──────── EXERCISE MATERIAL ────────

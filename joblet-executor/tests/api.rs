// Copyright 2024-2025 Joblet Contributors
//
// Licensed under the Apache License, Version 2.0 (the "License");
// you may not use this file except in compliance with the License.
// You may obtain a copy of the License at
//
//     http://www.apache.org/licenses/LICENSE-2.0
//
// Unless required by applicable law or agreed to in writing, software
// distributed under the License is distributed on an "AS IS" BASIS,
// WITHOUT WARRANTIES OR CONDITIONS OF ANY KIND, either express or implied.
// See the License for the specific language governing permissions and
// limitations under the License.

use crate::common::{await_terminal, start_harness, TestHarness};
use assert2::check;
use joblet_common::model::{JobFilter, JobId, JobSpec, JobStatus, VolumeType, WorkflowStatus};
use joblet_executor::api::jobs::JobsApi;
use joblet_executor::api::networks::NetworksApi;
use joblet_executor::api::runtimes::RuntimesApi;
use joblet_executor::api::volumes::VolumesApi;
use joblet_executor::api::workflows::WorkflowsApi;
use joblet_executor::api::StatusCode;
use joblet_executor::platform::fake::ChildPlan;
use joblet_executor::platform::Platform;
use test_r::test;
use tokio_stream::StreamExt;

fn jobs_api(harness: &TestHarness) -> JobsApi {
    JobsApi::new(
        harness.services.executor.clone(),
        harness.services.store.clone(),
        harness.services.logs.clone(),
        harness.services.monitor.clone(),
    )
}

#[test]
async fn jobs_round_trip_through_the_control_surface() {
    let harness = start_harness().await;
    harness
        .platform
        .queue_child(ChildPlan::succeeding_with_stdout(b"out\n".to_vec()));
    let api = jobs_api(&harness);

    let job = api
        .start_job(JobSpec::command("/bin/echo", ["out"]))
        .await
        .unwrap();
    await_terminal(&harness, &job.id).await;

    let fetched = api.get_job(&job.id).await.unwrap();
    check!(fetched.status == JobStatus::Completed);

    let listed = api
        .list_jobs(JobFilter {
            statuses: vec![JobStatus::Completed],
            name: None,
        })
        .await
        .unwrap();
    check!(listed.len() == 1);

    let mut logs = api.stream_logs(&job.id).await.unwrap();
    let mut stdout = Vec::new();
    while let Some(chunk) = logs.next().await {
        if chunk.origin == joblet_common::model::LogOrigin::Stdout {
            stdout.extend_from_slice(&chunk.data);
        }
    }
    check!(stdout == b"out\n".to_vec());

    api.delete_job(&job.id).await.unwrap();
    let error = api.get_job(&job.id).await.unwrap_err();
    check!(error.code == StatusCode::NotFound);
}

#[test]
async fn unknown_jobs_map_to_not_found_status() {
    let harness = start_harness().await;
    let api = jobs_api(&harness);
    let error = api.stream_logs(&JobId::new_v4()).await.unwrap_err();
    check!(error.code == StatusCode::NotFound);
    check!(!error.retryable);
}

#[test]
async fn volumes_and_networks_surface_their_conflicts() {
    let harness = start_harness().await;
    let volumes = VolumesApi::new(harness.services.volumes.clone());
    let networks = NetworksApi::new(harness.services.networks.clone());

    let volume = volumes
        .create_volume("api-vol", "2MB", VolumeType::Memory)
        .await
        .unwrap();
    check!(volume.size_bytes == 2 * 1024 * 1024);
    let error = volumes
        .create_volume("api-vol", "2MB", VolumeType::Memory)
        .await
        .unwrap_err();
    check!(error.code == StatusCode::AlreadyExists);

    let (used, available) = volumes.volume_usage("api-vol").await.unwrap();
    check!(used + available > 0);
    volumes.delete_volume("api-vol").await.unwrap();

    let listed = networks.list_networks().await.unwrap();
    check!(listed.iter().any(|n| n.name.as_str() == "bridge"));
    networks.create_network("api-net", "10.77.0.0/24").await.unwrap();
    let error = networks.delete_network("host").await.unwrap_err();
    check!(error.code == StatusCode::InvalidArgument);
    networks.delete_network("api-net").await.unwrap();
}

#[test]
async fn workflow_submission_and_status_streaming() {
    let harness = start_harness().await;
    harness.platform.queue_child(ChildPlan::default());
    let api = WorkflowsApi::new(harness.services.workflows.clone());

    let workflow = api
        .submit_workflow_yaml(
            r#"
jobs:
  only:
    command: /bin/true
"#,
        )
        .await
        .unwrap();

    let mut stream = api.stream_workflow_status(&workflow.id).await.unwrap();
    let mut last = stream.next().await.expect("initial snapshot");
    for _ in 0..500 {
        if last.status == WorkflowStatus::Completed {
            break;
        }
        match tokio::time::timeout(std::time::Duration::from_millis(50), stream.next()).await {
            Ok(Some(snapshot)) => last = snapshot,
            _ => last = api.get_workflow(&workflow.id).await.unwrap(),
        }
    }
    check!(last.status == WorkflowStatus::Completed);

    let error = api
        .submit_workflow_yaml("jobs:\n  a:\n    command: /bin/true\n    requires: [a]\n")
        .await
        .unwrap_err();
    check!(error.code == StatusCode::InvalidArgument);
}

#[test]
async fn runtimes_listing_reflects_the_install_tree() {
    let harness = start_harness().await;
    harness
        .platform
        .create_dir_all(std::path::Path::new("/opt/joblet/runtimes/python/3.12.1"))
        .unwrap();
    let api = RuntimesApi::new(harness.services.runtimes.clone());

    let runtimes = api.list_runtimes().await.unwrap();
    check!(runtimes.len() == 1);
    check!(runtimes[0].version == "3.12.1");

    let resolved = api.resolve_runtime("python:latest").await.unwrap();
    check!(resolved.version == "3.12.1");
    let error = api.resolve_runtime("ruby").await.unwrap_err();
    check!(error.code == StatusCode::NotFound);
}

────────

PROBLEM STATEMENT: A word-for-word copy of the lines above from the one with "with the License." through the one with "express or implied.", inclusive, is the only output wanted.

RESPONSE TO THE TASK:
// you may not use this file except in compliance with the License.
// You may obtain a copy of the License at
//
//     http://www.apache.org/licenses/LICENSE-2.0
//
// Unless required by applicable law or agreed to in writing, software
// distributed under the License is distributed on an "AS IS" BASIS,
// WITHOUT WARRANTIES OR CONDITIONS OF ANY KIND, either express or implied.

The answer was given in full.